A Comparison of Supervised Imagery Classification Using Analyst-Chosen and Geostatistically-Chosen Training Sets
SHINE, James A. (email@example.com), WAKEFIELD, Gery I., U.S. Army Topographic Engineering Center, ATTN: CETEC-TR-G, 7701 Telegraph Road, Alexandria VA 22315-3864
Key Words: supervised classification, geostatistics, spatial variation, imagery analysis
A continuing challenge in image processing is the classification of spatial imagery into categories. Examples of these categories are: roads, urban areas, evergreen trees, deciduous trees, water, and grasslands. The accurate classification of images has a wide range of applications, including reconnaissance, assessment of environmental damage, land use monitoring, urban planning, and growth regulation.

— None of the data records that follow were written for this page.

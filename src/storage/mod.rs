//! Blob storage for uploaded files.
//!
//! Bytes live on the local filesystem under `{root}/{owner uid}/{file id}`.
//! The user-facing `"{displayName}'s Files/{name}"` path is only a logical key
//! recorded in the database.

use std::io::ErrorKind;
use std::path::{Path, PathBuf};

use crate::errors::AppError;

/// Filesystem-backed blob store.
#[derive(Debug, Clone)]
pub struct BlobStore {
    root: PathBuf,
}

impl BlobStore {
    /// Create the storage root if needed.
    pub async fn open(root: &Path) -> Result<Self, AppError> {
        tokio::fs::create_dir_all(root).await.map_err(|e| {
            AppError::Storage(format!("Failed to create storage directory: {}", e))
        })?;
        Ok(Self {
            root: root.to_path_buf(),
        })
    }

    fn blob_path(&self, owner_uid: &str, file_id: &str) -> PathBuf {
        self.root.join(owner_uid).join(file_id)
    }

    /// Write a blob, replacing any previous content.
    pub async fn put(&self, owner_uid: &str, file_id: &str, bytes: &[u8]) -> Result<(), AppError> {
        let path = self.blob_path(owner_uid, file_id);
        if let Some(parent) = path.parent() {
            tokio::fs::create_dir_all(parent).await?;
        }
        tokio::fs::write(&path, bytes).await?;
        Ok(())
    }

    /// Read a blob back.
    pub async fn get(&self, owner_uid: &str, file_id: &str) -> Result<Vec<u8>, AppError> {
        match tokio::fs::read(self.blob_path(owner_uid, file_id)).await {
            Ok(bytes) => Ok(bytes),
            Err(e) if e.kind() == ErrorKind::NotFound => Err(AppError::NotFound(format!(
                "Content for file {} not found",
                file_id
            ))),
            Err(e) => Err(e.into()),
        }
    }

    /// Remove a blob. Removing a missing blob is not an error.
    pub async fn delete(&self, owner_uid: &str, file_id: &str) -> Result<(), AppError> {
        match tokio::fs::remove_file(self.blob_path(owner_uid, file_id)).await {
            Ok(()) => Ok(()),
            Err(e) if e.kind() == ErrorKind::NotFound => Ok(()),
            Err(e) => Err(e.into()),
        }
    }
}

/// Logical storage key for a user's file.
pub fn storage_key(display_name: &str, file_name: &str) -> String {
    format!("{}'s Files/{}", display_name, file_name)
}

/// Reduce a client-supplied file name to its last path component.
pub fn sanitize_file_name(raw: &str) -> Result<String, AppError> {
    let name = raw
        .rsplit(['/', '\\'])
        .next()
        .unwrap_or_default()
        .trim();

    if name.is_empty() || name == "." || name == ".." {
        return Err(AppError::Validation(format!("Invalid file name: {:?}", raw)));
    }
    Ok(name.to_string())
}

One classification approach is supervised classification. The imagery is divided into training data and test data. The correct categories are known for the training data, and some classification approach is specified based on this data. This approach is then used to classify the test data. Some approaches include classification trees, minimum distance statistical approaches, and neural networks. The choice of a good training set can have significant influence on the success of a classification approach.
A common technique in imagery classification is selection of good test data points by an experienced analyst. An image or set of registered images is viewed in image processing software such as ERDAS Imagine, and some pixels that are unambiguous in each of the desired classification categories are selected and used for training data. The entire image is then classified based on the training data metrics. In cases where ground truth is available, classification accuracy can be assessed by use of an error matrix. This method can be time consuming and requires expertise on the part of the analyst, something not available in all classification settings.

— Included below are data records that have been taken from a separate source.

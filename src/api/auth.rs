//! Account and session endpoints.

use axum::{extract::State, Extension, Json};

use super::{require, success, ApiResult};
use crate::auth::{self, SessionToken, MIN_PASSWORD_LEN};
use crate::errors::AppError;
use crate::models::{LoginRequest, RegisterRequest, SessionResponse, User};
use crate::AppState;

/// POST /api/auth/register - Create an account and sign in.
pub async fn register(
    State(state): State<AppState>,
    Json(request): Json<RegisterRequest>,
) -> ApiResult<SessionResponse> {
    require(&request.display_name, "Display name")?;
    if !request.email.contains('@') {
        return Err(AppError::Validation("A valid email is required".to_string()));
    }
    if request.password.chars().count() < MIN_PASSWORD_LEN {
        return Err(AppError::Validation(format!(
            "Password must be at least {} characters",
            MIN_PASSWORD_LEN
        )));
    }

    let password = request.password.clone();
    let password_hash = auth::blocking(move || auth::hash_password(&password)).await?;

    let user = state.repo.create_user(&request, &password_hash).await?;
    tracing::info!("Registered user {}", user.uid);

    issue_session(&state, user).await
}

/// POST /api/auth/login - Exchange credentials for a session.
pub async fn login(
    State(state): State<AppState>,
    Json(request): Json<LoginRequest>,
) -> ApiResult<SessionResponse> {
    let invalid = || AppError::Unauthorized("Invalid email or password".to_string());

    let (user, password_hash) = state
        .repo
        .find_credentials(&request.email)
        .await?
        .ok_or_else(invalid)?;

    let password = request.password;
    let valid = auth::blocking(move || auth::verify_password(&password, &password_hash)).await?;
    if !valid {
        return Err(invalid());
    }

    issue_session(&state, user).await
}

/// POST /api/auth/logout - Revoke the current session.
pub async fn logout(
    State(state): State<AppState>,
    Extension(token): Extension<SessionToken>,
) -> ApiResult<()> {
    state.repo.delete_session(&token.0).await?;
    success(())
}

/// GET /api/auth/me - The signed-in user.
pub async fn me(Extension(user): Extension<User>) -> ApiResult<User> {
    success(user)
}

async fn issue_session(state: &AppState, user: User) -> ApiResult<SessionResponse> {
    let (token, expires_at) = state
        .repo
        .create_session(&user.uid, state.config.session_ttl_hours)
        .await?;

    success(SessionResponse {
        token,
        expires_at,
        user,
    })
}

A recent approach uses spatial variation scales from geostatistical analysis to choose the training points rather than an analyst's choices. A semivariogram is computed on the pixel values of an image, and a spatial variation scale is determined from this semivariogram. A grid of points chosen from this scale (usually 50 percent of the scale) is then selected for the training data and is then used for the classification. This approach does not require an experienced analyst.

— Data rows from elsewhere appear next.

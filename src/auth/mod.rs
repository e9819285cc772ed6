//! Authentication module.
//!
//! Two layers guard the API: a client API key checked in constant time, and a
//! per-user session token that resolves to the signed-in [`User`](crate::models::User).

pub mod policy;

use argon2::{
    password_hash::{rand_core::OsRng, PasswordHash, PasswordHasher, PasswordVerifier, SaltString},
    Argon2,
};
use axum::{
    extract::{Request, State},
    http::{header, HeaderMap},
    middleware::Next,
    response::{IntoResponse, Response},
};
use subtle::ConstantTimeEq;

use crate::errors::AppError;
use crate::AppState;

/// Header name for the client API key.
pub const API_KEY_HEADER: &str = "x-api-key";

/// Minimum accepted password length.
pub const MIN_PASSWORD_LEN: usize = 6;

/// The bearer token of the current request, available to handlers behind
/// [`session_auth_layer`].
#[derive(Debug, Clone)]
pub struct SessionToken(pub String);

/// API key layer function that takes the expected key as a parameter.
pub async fn api_key_layer(expected_key: Option<String>, request: Request, next: Next) -> Response {
    // If no key is configured, allow all requests (dev mode)
    let Some(expected) = expected_key else {
        return next.run(request).await;
    };

    let provided = request
        .headers()
        .get(API_KEY_HEADER)
        .and_then(|v| v.to_str().ok());

    match provided {
        Some(provided_key) if constant_time_compare(provided_key, &expected) => {
            next.run(request).await
        }
        Some(_) => AppError::Unauthorized("Invalid API key".to_string()).into_response(),
        None => AppError::Unauthorized("Missing API key".to_string()).into_response(),
    }
}

/// Session layer: resolves the bearer token to a user and stores both in the
/// request extensions.
pub async fn session_auth_layer(
    State(state): State<AppState>,
    mut request: Request,
    next: Next,
) -> Response {
    let Some(token) = bearer_token(request.headers()) else {
        return AppError::Unauthorized("Sign in required".to_string()).into_response();
    };

    match state.repo.user_for_session(&token).await {
        Ok(Some(user)) => {
            request.extensions_mut().insert(user);
            request.extensions_mut().insert(SessionToken(token));
            next.run(request).await
        }
        Ok(None) => {
            AppError::Unauthorized("Session is invalid or has expired".to_string()).into_response()
        }
        Err(e) => e.into_response(),
    }
}

fn bearer_token(headers: &HeaderMap) -> Option<String> {
    headers
        .get(header::AUTHORIZATION)
        .and_then(|v| v.to_str().ok())
        .and_then(|s| s.strip_prefix("Bearer "))
        .map(|s| s.trim().to_string())
        .filter(|s| !s.is_empty())
}

/// Perform constant-time string comparison.
fn constant_time_compare(a: &str, b: &str) -> bool {
    a.as_bytes().ct_eq(b.as_bytes()).into()
}

/// Hash a password with Argon2 and a random salt.
pub fn hash_password(password: &str) -> Result<String, AppError> {
    let salt = SaltString::generate(&mut OsRng);
    let hash = Argon2::default().hash_password(password.as_bytes(), &salt)?;
    Ok(hash.to_string())
}

/// Check a password against a stored Argon2 hash.
pub fn verify_password(password: &str, hash: &str) -> Result<bool, AppError> {
    let parsed = PasswordHash::new(hash)?;
    Ok(Argon2::default()
        .verify_password(password.as_bytes(), &parsed)
        .is_ok())
}

/// Run a CPU-heavy hashing closure off the async workers.
pub async fn blocking<T, F>(f: F) -> Result<T, AppError>
where
    F: FnOnce() -> Result<T, AppError> + Send + 'static,
    T: Send + 'static,
{
    tokio::task::spawn_blocking(f)
        .await
        .map_err(|e| AppError::Internal(format!("Worker task failed: {}", e)))?
}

Experiments comparing these two approaches have been conducted using several registered images of Fort A.P. Hill, Virginia, which have accompanying accurate ground truth. The experiments were performed in ERDAS Imagine 8.3 using a maximum distance supervised classifier. The results of the error matrices for the two approaches were not statistically different. Geostatistically chosen training data has the potential to reduce the need for experienced image analysts to perform imagery classification. Further developments may make further automation of the imagery classification process possible.